I don’t want to give too much about the actual plot away, because the opening pilot has two or three twists that I didn’t see coming. Unlike HTGAWM, which was very hard to follow in the first few episodes, with the competing timelines, the transition between past and present time in Quantico is easier to follow and the plot a bit less murky; this pilot feels more accessible overall to people coming in. I will say, again without giving too much away, that the show does a great job of not pulling punches off the bat. I should know better being a Whedon fangirl, but you really need not to assume that, just because you meet seven recruits in the pilot, all of them will even survive the full forty-five minutes.

There are high stakes and the show’s not afraid to make you like a character and then kill them off with a quick gut punch.

I’ll focus, instead, more on the characters, themselves, as well as the feminist leanings of the show, and I’ll try to do it while being as spoiler free as possible.

The flashback portion centers on seven new recruits: Alex Parrish, our heroine, (played by Priyanka Chopra), the former marine Ryan Booth, the Georgian sharpshooter who lost her parents in 9/11, Shelby, the son of two special agents who basically sucks at everything and is an insecure bully, Caleb, the Muslim recruit who is a bit stand-offish, Nimah, the Mormon missionary, Eric, and Simon, the son of Jewish Zionist who, oddly enough, has spent four years in the Gaza strip but never told anyone about that part of his life. They’re supervised by the assistant director at Quantico, Miranda Shaw, the highest ranking woman in the FBI, and the lead teacher, Liam O’Connor, a disgraced agent who has been reassigned to Virginia in order to keep his pension. He did something horrible and messed up badly in Chicago, but we don’t know what yet.

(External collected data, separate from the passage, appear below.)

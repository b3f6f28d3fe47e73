//! Tile generator: regular k-gon geometry and lattice adjacency.
//!
//! Every tile the crate ever produces comes out of [`regular_vertices`],
//! so all tiles are congruent and share one orientation rule. Vertex `i`
//! of a tile with rotation `rot` (degrees) sits at angle
//! `2π·(i/k + rot/360)` from the tile center.
//!
//! Only k ∈ {3, 4, 6} tile the plane edge-to-edge. For k = 4 and 6 every
//! lattice cell has the same rotation. For k = 3 the cells alternate
//! between the configured rotation and its 180° flip.

use std::f64::consts::PI;
use std::fmt;

use serde::{Deserialize, Serialize};

use crate::error::FillError;
use crate::geometry::{Point, Polygon};

/// Tile identities are tile centers quantized to this many units per planar unit
/// (6 decimal digits).
pub const ID_SCALE: f64 = 1e6;

// ============================================================================
// PARAMETERS
// ============================================================================

/// Number of sides of the tiling polygon.
#[derive(Debug, Clone, Copy, PartialEq, Eq, Hash, Serialize, Deserialize)]
#[serde(try_from = "u32", into = "u32")]
pub enum SideCount {
    Triangle,
    Square,
    Hexagon,
}

impl SideCount {
    pub fn new(k: u32) -> Result<Self, FillError> {
        match k {
            3 => Ok(SideCount::Triangle),
            4 => Ok(SideCount::Square),
            6 => Ok(SideCount::Hexagon),
            other => Err(FillError::invalid(format!(
                "k must be one of 3, 4, 6, got {other}"
            ))),
        }
    }

    #[inline]
    pub fn get(self) -> u32 {
        match self {
            SideCount::Triangle => 3,
            SideCount::Square => 4,
            SideCount::Hexagon => 6,
        }
    }

    #[inline]
    fn as_f64(self) -> f64 {
        self.get() as f64
    }

    /// Odd polygons flip orientation across every edge.
    #[inline]
    fn alternates(self) -> bool {
        self.get() % 2 == 1
    }

    pub fn name(self) -> &'static str {
        match self {
            SideCount::Triangle => "triangle",
            SideCount::Square => "square",
            SideCount::Hexagon => "hexagon",
        }
    }

    /// Parse a shape name or side count ("hexagon", "hex", "6", ...).
    pub fn from_name(name: &str) -> Option<Self> {
        match name.to_lowercase().as_str() {
            "3" | "tri" | "triangle" => Some(SideCount::Triangle),
            "4" | "square" => Some(SideCount::Square),
            "6" | "hex" | "hexagon" => Some(SideCount::Hexagon),
            _ => None,
        }
    }
}

impl TryFrom<u32> for SideCount {
    type Error = FillError;

    fn try_from(k: u32) -> Result<Self, Self::Error> {
        SideCount::new(k)
    }
}

impl From<SideCount> for u32 {
    fn from(sides: SideCount) -> u32 {
        sides.get()
    }
}

impl fmt::Display for SideCount {
    fn fmt(&self, f: &mut fmt::Formatter<'_>) -> fmt::Result {
        write!(f, "{}", self.get())
    }
}

/// Validated tiling configuration.
///
/// Construct with [`TilingParams::new`]; fields are private so an invalid
/// value can't be built by hand. Deserialization goes through the same check.
#[derive(Debug, Clone, Copy, PartialEq, Serialize, Deserialize)]
#[serde(try_from = "RawTilingParams")]
pub struct TilingParams {
    radius: f64,
    sides: SideCount,
    theta: f64,
}

#[derive(Deserialize)]
struct RawTilingParams {
    radius: f64,
    sides: u32,
    #[serde(default)]
    theta: f64,
}

impl TryFrom<RawTilingParams> for TilingParams {
    type Error = FillError;

    fn try_from(raw: RawTilingParams) -> Result<Self, Self::Error> {
        TilingParams::new(raw.radius, raw.sides, raw.theta)
    }
}

impl TilingParams {
    /// Validate and build tiling parameters.
    ///
    /// * `radius` - circumradius of each tile, must be finite and > 0
    /// * `k` - number of sides, one of 3, 4, 6
    /// * `theta` - starting rotation in degrees
    pub fn new(radius: f64, k: u32, theta: f64) -> Result<Self, FillError> {
        if !radius.is_finite() || radius <= 0.0 {
            return Err(FillError::invalid(format!("radius must be > 0, got {radius}")));
        }
        if !theta.is_finite() {
            return Err(FillError::invalid(format!("theta must be finite, got {theta}")));
        }
        let sides = SideCount::new(k)?;
        Ok(Self { radius, sides, theta })
    }

    #[inline]
    pub fn radius(&self) -> f64 {
        self.radius
    }

    #[inline]
    pub fn sides(&self) -> SideCount {
        self.sides
    }

    #[inline]
    pub fn k(&self) -> u32 {
        self.sides.get()
    }

    #[inline]
    pub fn theta(&self) -> f64 {
        self.theta
    }

    /// Distance from a tile center to the midpoint of any edge.
    #[inline]
    pub fn inradius(&self) -> f64 {
        self.radius * (PI / self.sides.as_f64()).cos()
    }
}

// ============================================================================
// TILES
// ============================================================================

/// Lattice cell identity: the tile center quantized to [`ID_SCALE`].
#[derive(Debug, Clone, Copy, PartialEq, Eq, Hash, PartialOrd, Ord, Serialize, Deserialize)]
pub struct TileId {
    pub x: i64,
    pub y: i64,
}

impl TileId {
    pub fn of(point: Point) -> Self {
        Self {
            x: (point.x * ID_SCALE).round() as i64,
            y: (point.y * ID_SCALE).round() as i64,
        }
    }
}

impl fmt::Display for TileId {
    fn fmt(&self, f: &mut fmt::Formatter<'_>) -> fmt::Result {
        write!(f, "{:.6},{:.6}", self.x as f64 / ID_SCALE, self.y as f64 / ID_SCALE)
    }
}

/// Integer position of a cell relative to the lattice origin, in units of
/// the two basis steps (neighbor 0 and neighbor 1 of an unflipped tile).
pub type Cell = (i64, i64);

/// One regular polygon placed on the lattice.
#[derive(Debug, Clone, PartialEq)]
pub struct Tile {
    origin: Point,
    cell: Cell,
    center: Point,
    flipped: bool,
    polygon: Polygon,
}

impl Tile {
    /// Tile center, which is also its area centroid.
    #[inline]
    pub fn centroid(&self) -> Point {
        self.center
    }

    #[inline]
    pub fn id(&self) -> TileId {
        TileId::of(self.center)
    }

    /// Lattice coordinates of this tile relative to the tile it was grown from.
    #[inline]
    pub fn cell(&self) -> Cell {
        self.cell
    }

    /// True for the 180°-rotated cells of a triangle lattice.
    #[inline]
    pub fn is_flipped(&self) -> bool {
        self.flipped
    }

    #[inline]
    pub fn polygon(&self) -> &Polygon {
        &self.polygon
    }

    /// Vertex `i`, counted from the rotation offset.
    #[inline]
    pub fn vertex(&self, i: usize) -> Point {
        self.polygon.outer[i % self.polygon.len()]
    }

    pub fn into_polygon(self) -> Polygon {
        self.polygon
    }
}

/// Vertices of a regular `k`-gon.
///
/// Vertex `i` is at angle `2π·(i/k + rotation/360)` from `center`.
pub fn regular_vertices(center: Point, radius: f64, k: u32, rotation_degrees: f64) -> Vec<Point> {
    (0..k)
        .map(|i| Point::polar(center, radius, vertex_angle(i as f64, k as f64, rotation_degrees)))
        .collect()
}

#[inline]
fn vertex_angle(i: f64, k: f64, rotation_degrees: f64) -> f64 {
    2.0 * PI * (i / k + rotation_degrees / 360.0)
}

/// Cell offset of neighbor `j` for each side count, in basis steps.
///
/// Neighbor offsets of an unflipped tile are `o_j`; `o_0` and `o_1` are the
/// basis. Hexagons: `o_2 = o_1 - o_0` and `o_{j+3} = -o_j`. Triangles:
/// `o_2 = -o_0 - o_1`, and a flipped triangle's offsets are negated.
fn cell_steps(sides: SideCount, flipped: bool) -> &'static [Cell] {
    match sides {
        SideCount::Triangle if flipped => &[(-1, 0), (0, -1), (1, 1)],
        SideCount::Triangle => &[(1, 0), (0, 1), (-1, -1)],
        SideCount::Square => &[(1, 0), (0, 1), (-1, 0), (0, -1)],
        SideCount::Hexagon => &[(1, 0), (0, 1), (-1, 1), (-1, 0), (0, -1), (1, -1)],
    }
}

/// Produces tiles and their edge neighbors for one set of [`TilingParams`].
#[derive(Debug, Clone, Copy)]
pub struct TileGenerator {
    params: TilingParams,
    basis: (Point, Point),
}

impl TileGenerator {
    pub fn new(params: TilingParams) -> Self {
        let k = params.k();
        let step = 2.0 * params.inradius();
        let rotation = params.theta + 180.0 / k as f64;
        let basis = (
            Point::polar(Point::new(0.0, 0.0), step, vertex_angle(0.0, k as f64, rotation)),
            Point::polar(Point::new(0.0, 0.0), step, vertex_angle(1.0, k as f64, rotation)),
        );
        Self { params, basis }
    }

    #[inline]
    pub fn params(&self) -> &TilingParams {
        &self.params
    }

    /// The tile with the configured rotation centered at `center`.
    ///
    /// `center` becomes the lattice origin for every tile reached from this
    /// one through [`neighbors_of`](Self::neighbors_of).
    pub fn tile_at(&self, center: Point) -> Tile {
        self.build(center, (0, 0), false)
    }

    /// The tile whose vertex `index` is `vertex`.
    ///
    /// Inverse of the vertex-angle rule: the center is `vertex` stepped back
    /// by `radius` along the direction of vertex `index`.
    pub fn tile_from_vertex(&self, vertex: Point, index: usize) -> Tile {
        let angle = vertex_angle(index as f64, self.params.sides.as_f64(), self.params.theta);
        let center = Point::polar(vertex, -self.params.radius, angle);
        self.tile_at(center)
    }

    /// The k tiles sharing an edge with `tile`.
    ///
    /// Each neighbor is `tile` point-reflected through the midpoint of the
    /// shared edge. Its center lies at twice the inradius from `tile`'s
    /// center, in the direction of that edge's midpoint, i.e. on the
    /// vertices of a k-gon with circumradius `2·r·cos(π/k)` rotated by an
    /// extra `180/k` degrees. Neighbor `j` sits across edge `j`
    /// (vertex `j` to vertex `j + 1`).
    ///
    /// Centers are computed from integer cell coordinates and the lattice
    /// origin, never by adding to `tile`'s center, so every path to a cell
    /// yields the bit-identical center and [`TileId`].
    pub fn neighbors_of(&self, tile: &Tile) -> Vec<Tile> {
        let flipped = tile.flipped ^ self.params.sides.alternates();
        cell_steps(self.params.sides, tile.flipped)
            .iter()
            .map(|(da, db)| self.build(tile.origin, (tile.cell.0 + da, tile.cell.1 + db), flipped))
            .collect()
    }

    #[inline]
    fn rotation(&self, flipped: bool) -> f64 {
        if flipped {
            self.params.theta + 180.0
        } else {
            self.params.theta
        }
    }

    fn cell_center(&self, origin: Point, (a, b): Cell) -> Point {
        let (e0, e1) = self.basis;
        let (a, b) = (a as f64, b as f64);
        Point::new(origin.x + (a * e0.x + b * e1.x), origin.y + (a * e0.y + b * e1.y))
    }

    fn build(&self, origin: Point, cell: Cell, flipped: bool) -> Tile {
        let center = self.cell_center(origin, cell);
        let vertices = regular_vertices(center, self.params.radius, self.params.k(), self.rotation(flipped));
        Tile { origin, cell, center, flipped, polygon: Polygon::new(vertices) }
    }
}

// ============================================================================
// TESTS
// ============================================================================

The men of the show are interesting and they do try to give them more than just one trait. On the surface, Simon is sort of the nerdy gay guy (we see him first kissing what seems to be a blind date or a set up date) but is also established to have wicked language skills, still be a virgin, and have been hiding his travels from even his family. Caleb, at first, starts out as the class’ entitled brat and bully, but we see his insecurities mined a bit throughout the pilot. He knows he shouldn’t be in the FBI and that he only got where he is by his parents calling in favors. He’s dealing with his own inadequacies. Ryan’s established as a liar to an extent (more on this in a second), but he’s also a bit of a gentleman who tries to preserve Alex’s modesty in what could be an awkward situation. Eric’s a missionary with a dark past (can’t say more), and then there’s Liam. Again, he’s set up in the first half of the episode as the expecting and vigilant instructor but in the best scene of the pilot, he and Miranda have a private conversation. He’s spent the night getting drunk and is literally wearing the same suit from before. She chastises him about drinking himself out of a job and a family. This is a man who has lost a lot and we wonder how much desperation these losses have instilled in him.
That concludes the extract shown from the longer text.